### [Work task]
Copy each line below that contains "iter".

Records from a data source
[Start of Attachment]

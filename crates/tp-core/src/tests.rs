//! Unit tests for tp-core primitives.

#[cfg(test)]
mod ids {
    use crate::{Owner, StationId};

    #[test]
    fn index_is_the_inner_value() {
        assert_eq!(StationId(42).index(), 42);
        assert_eq!(Owner(3).index(), 3);
    }

    #[test]
    fn invalid_sentinels_are_max() {
        assert_eq!(StationId::INVALID.0, u16::MAX);
        assert_eq!(Owner::INVALID.0, u8::MAX);
        assert!(!Owner::default().is_valid());
    }

    #[test]
    fn special_owners_are_not_companies() {
        assert!(Owner(0).is_company());
        assert!(Owner(14).is_company());
        assert!(!Owner::TOWN.is_company());
        assert!(!Owner::NONE.is_company());
        assert!(!Owner::WATER.is_company());
    }

    #[test]
    fn display() {
        assert_eq!(StationId(7).to_string(), "StationId#7");
        assert_eq!(Owner::INVALID.to_string(), "Owner#-");
    }
}

#[cfg(test)]
mod tile {
    use crate::{DiagDir, MapSize, TileIndex};

    #[test]
    fn xy_roundtrip() {
        let t = TileIndex::xy(12, 34);
        assert_eq!((t.x(), t.y()), (12, 34));
        assert_eq!(t.to_string(), "(12, 34)");
    }

    #[test]
    fn map_size_bounds() {
        assert!(MapSize::new(1, 4).is_err());
        assert!(MapSize::new(4, 16).is_err());
        let m = MapSize::new(4, 3).unwrap();
        assert_eq!((m.width(), m.height()), (16, 8));
        assert_eq!(m.tile_count(), 128);
        assert!(m.contains(m.tile(15, 7)));
        assert_eq!(m.tile(16, 0), TileIndex::INVALID);
        assert!(!m.contains(TileIndex::INVALID));
    }

    #[test]
    fn offset_inside_map() {
        let m = MapSize::new(4, 4).unwrap();
        let t = m.tile(5, 5);
        assert_eq!(m.offset(t, DiagDir::NE), m.tile(4, 5));
        assert_eq!(m.offset(t, DiagDir::SE), m.tile(5, 6));
        assert_eq!(m.offset(t, DiagDir::SW), m.tile(6, 5));
        assert_eq!(m.offset(t, DiagDir::NW), m.tile(5, 4));
    }

    #[test]
    fn offset_off_the_edge_is_invalid() {
        let m = MapSize::new(2, 2).unwrap();
        assert_eq!(m.offset(m.tile(0, 0), DiagDir::NE), TileIndex::INVALID);
        assert_eq!(m.offset(m.tile(0, 0), DiagDir::NW), TileIndex::INVALID);
        assert_eq!(m.offset(m.tile(3, 3), DiagDir::SW), TileIndex::INVALID);
        assert_eq!(m.offset(m.tile(3, 3), DiagDir::SE), TileIndex::INVALID);
        assert_eq!(m.offset(TileIndex::INVALID, DiagDir::SE), TileIndex::INVALID);
    }

    #[test]
    fn offset_n() {
        let m = MapSize::new(3, 3).unwrap();
        assert_eq!(m.offset_n(m.tile(1, 1), DiagDir::SW, 4), m.tile(5, 1));
        assert_eq!(m.offset_n(m.tile(1, 1), DiagDir::SW, 0), m.tile(1, 1));
        assert_eq!(m.offset_n(m.tile(1, 1), DiagDir::NE, 2), TileIndex::INVALID);
    }

    #[test]
    fn distances() {
        let a = TileIndex::xy(1, 2);
        let b = TileIndex::xy(4, 8);
        assert_eq!(a.manhattan(b), 9);
        assert_eq!(a.chebyshev(b), 6);
    }
}

#[cfg(test)]
mod track {
    use quickcheck::quickcheck;

    use crate::{DiagDir, Track, TrackBits, Trackdir, TrackdirBits};

    #[test]
    fn reverse_is_involution_and_opposite() {
        for td in Trackdir::ALL {
            assert_eq!(td.reverse().reverse(), td);
            assert!(td.is_opposite(td.reverse()));
            assert_eq!(td.track(), td.reverse().track());
            assert_eq!(td.value() ^ 8, td.reverse().value());
        }
    }

    #[test]
    fn exit_edge_belongs_to_track() {
        for td in Trackdir::ALL {
            let (a, b) = td.track().edges();
            assert!(td.exitdir() == a || td.exitdir() == b, "{td:?}");
            // Entering and leaving happen through the two different edges.
            assert_ne!(td.exitdir(), td.enterdir().reverse());
        }
    }

    #[test]
    fn entering_sets_are_consistent() {
        for dir in DiagDir::ALL {
            let tds = TrackdirBits::entering(dir);
            assert_eq!(tds.len(), 3);
            for td in tds.iter() {
                assert_eq!(td.enterdir(), dir, "{td:?} entering {dir:?}");
            }
        }
    }

    #[test]
    fn next_continues_and_is_reachable() {
        for td in Trackdir::ALL {
            assert!(td.reaches().contains(td.next()), "{td:?}");
            assert_eq!(td.next().next(), td);
            assert_eq!(td.next().is_axial(), td.is_axial());
        }
    }

    #[test]
    fn ninety_degree_turns() {
        // Upper piece heading east followed by the left piece heading north
        // turns a right angle; the lower piece keeps the 45° run going.
        let from = Trackdir::UpperE;
        let options = from.reaches();
        assert!(options.contains(Trackdir::LeftN));
        assert!(from.crosses().contains(Trackdir::LeftN));
        assert!(!from.crosses().contains(Trackdir::LowerE));
        // Axial pieces never make a 90° turn onto a reachable piece.
        assert!((Trackdir::XNe.reaches() & Trackdir::XNe.crosses()).is_empty());
    }

    #[test]
    fn track_between_edges() {
        assert_eq!(Track::between(DiagDir::NE, DiagDir::SW), Some(Track::X));
        assert_eq!(Track::between(DiagDir::SE, DiagDir::NW), Some(Track::Y));
        assert_eq!(Track::between(DiagDir::NW, DiagDir::NE), Some(Track::Upper));
        assert_eq!(Track::between(DiagDir::NE, DiagDir::NE), None);
    }

    #[test]
    fn bitset_conversions() {
        let all = TrackBits::ALL.trackdirs();
        assert_eq!(all, TrackdirBits::ALL);
        assert_eq!(all.len(), 12);
        assert_eq!(TrackBits::X.trackdirs().iter().collect::<Vec<_>>(), vec![Trackdir::XNe, Trackdir::XSw]);
        assert_eq!((!TrackdirBits::NONE), TrackdirBits::ALL);
        assert_eq!(TrackdirBits::single(Trackdir::LeftN).tracks(), TrackBits::LEFT);
    }

    #[test]
    fn prop_from_value_roundtrip() {
        fn prop(v: u8) -> bool {
            match Trackdir::from_value(v) {
                Some(td) => td.value() == v,
                None => v >= 14 || v == 6 || v == 7,
            }
        }
        quickcheck(prop as fn(_) -> _);
    }

    #[test]
    fn prop_reachable_trackdirs_enter_through_exit_edge() {
        fn prop(v: u8) -> bool {
            let td = Trackdir::ALL[(v % 12) as usize];
            td.reaches().iter().all(|n| n.enterdir() == td.exitdir())
        }
        quickcheck(prop as fn(_) -> _);
    }
}

#[cfg(test)]
mod settings {
    use crate::{PathfinderSettings, TILE_LENGTH};

    #[test]
    fn defaults_validate() {
        let s = PathfinderSettings::default();
        assert!(s.validate().is_ok());
        assert_eq!(s.max_search_nodes, 10_000);
        assert_eq!(s.rail_firstred_exit_penalty, 100 * TILE_LENGTH);
        assert_eq!(s.hash_size(), 4096);
    }

    #[test]
    fn rejects_odd_hash_bits() {
        let s = PathfinderSettings { hash_bits: 11, ..Default::default() };
        assert!(s.validate().is_err());
    }

    #[test]
    fn rejects_zero_budget_and_capacity() {
        let s = PathfinderSettings { max_search_nodes: 0, ..Default::default() };
        assert!(s.validate().is_err());
        let s = PathfinderSettings { visited_capacity: 0, ..Default::default() };
        assert!(s.validate().is_err());
    }

    #[test]
    fn rejects_huge_penalty() {
        let s = PathfinderSettings { buoy_penalty: 2_000_000, ..Default::default() };
        let err = s.validate().unwrap_err().to_string();
        assert!(err.contains("buoy_penalty"), "{err}");
    }

    #[test]
    fn without_penalties_keeps_budget() {
        let s = PathfinderSettings::without_penalties();
        assert_eq!(s.rail_curve_penalty, 0);
        assert_eq!(s.max_search_nodes, PathfinderSettings::default().max_search_nodes);
        assert!(s.validate().is_ok());
    }
}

[End of Attachment]

### [Reply]
            for td in tds.iter() {
        assert_eq!(TrackBits::X.trackdirs().iter().collect::<Vec<_>>(), vec![Trackdir::XNe, Trackdir::XSw]);
            td.reaches().iter().all(|n| n.enterdir() == td.exitdir())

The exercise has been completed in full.